When You Strike the Trail
Categories:
I Trailing
For any journey, by rail or by boat, one has a general idea of the
direction to be taken, the character of the land or water to be crossed,
and of what one will find at the end. So it should be in striking the
trail. Learn all you can about the path you are to follow. Whether it is
plain or obscure, wet or dry; where it leads; and its length, measured
more by time than by actual miles. A smooth, even trail of five miles
will not consume the time and strength that must be expended upon a
trail of half that length which leads over uneven ground, varied by bogs
and obstructed by rocks and fallen trees, or a trail that is all up-hill
climbing. If you are a novice and accustomed to walking only over smooth
and level ground, you must allow more time for covering the distance
than an experienced person would require and must count upon the
expenditure of more strength, because your feet are not trained to the
wilderness paths with their pitfalls and traps for the unwary, and every
nerve and muscle will be strained to secure a safe foothold amid the
tangled roots, on the slippery, moss-covered logs, over precipitous
rocks that lie in your path.
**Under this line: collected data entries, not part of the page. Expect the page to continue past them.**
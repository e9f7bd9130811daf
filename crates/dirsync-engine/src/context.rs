//! The collaborators a [`SyncEngine`](crate::SyncEngine) works with,
//! constructed once by the caller and handed over explicitly.

use std::sync::Arc;

use dirsync_client::{AnchorCredentials, ContentStore, VersionAnchor};

use crate::assembler::DirectoryAssembler;
use crate::cache::SnapshotCache;

#[derive(Debug, Clone)]
pub struct SyncContext {
    pub store: Arc<dyn ContentStore>,
    pub anchor: Arc<dyn VersionAnchor>,
    pub cache: Arc<SnapshotCache>,
    /// Signing identity for publishes. Read-only engines leave this unset.
    pub credentials: Option<AnchorCredentials>,
    /// Source of fresh directories for `UpdateFromHub`.
    pub assembler: Option<Arc<dyn DirectoryAssembler>>,
}

impl SyncContext {
    pub fn new(
        store: Arc<dyn ContentStore>,
        anchor: Arc<dyn VersionAnchor>,
        cache: SnapshotCache,
    ) -> Self {
        Self {
            store,
            anchor,
            cache: Arc::new(cache),
            credentials: None,
            assembler: None,
        }
    }

    pub fn with_credentials(mut self, credentials: AnchorCredentials) -> Self {
        self.credentials = Some(credentials);
        self
    }

    pub fn with_assembler(mut self, assembler: Arc<dyn DirectoryAssembler>) -> Self {
        self.assembler = Some(assembler);
        self
    }
}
It will take time to pick your way over
boggy places where the water oozes up through the thin, loamy soil as
through a sponge; and experience alone will teach you which hummock of
grass or moss will make a safe stepping-place and will not sink beneath
your weight and soak your feet with hidden water. Do not scorn to learn
all you can about the trail you are to take, although your questions may
call forth superior smiles. It is not that you hesitate to encounter
difficulties, but that you may prepare for them. In unknown regions take
a responsible guide with you, unless the trail is short, easily
followed, and a frequented one. Do not go alone through lonely places;
and, being on the trail, keep it and try no explorations of your own, at
least not until you are quite familiar with the country and the ways of
the wild.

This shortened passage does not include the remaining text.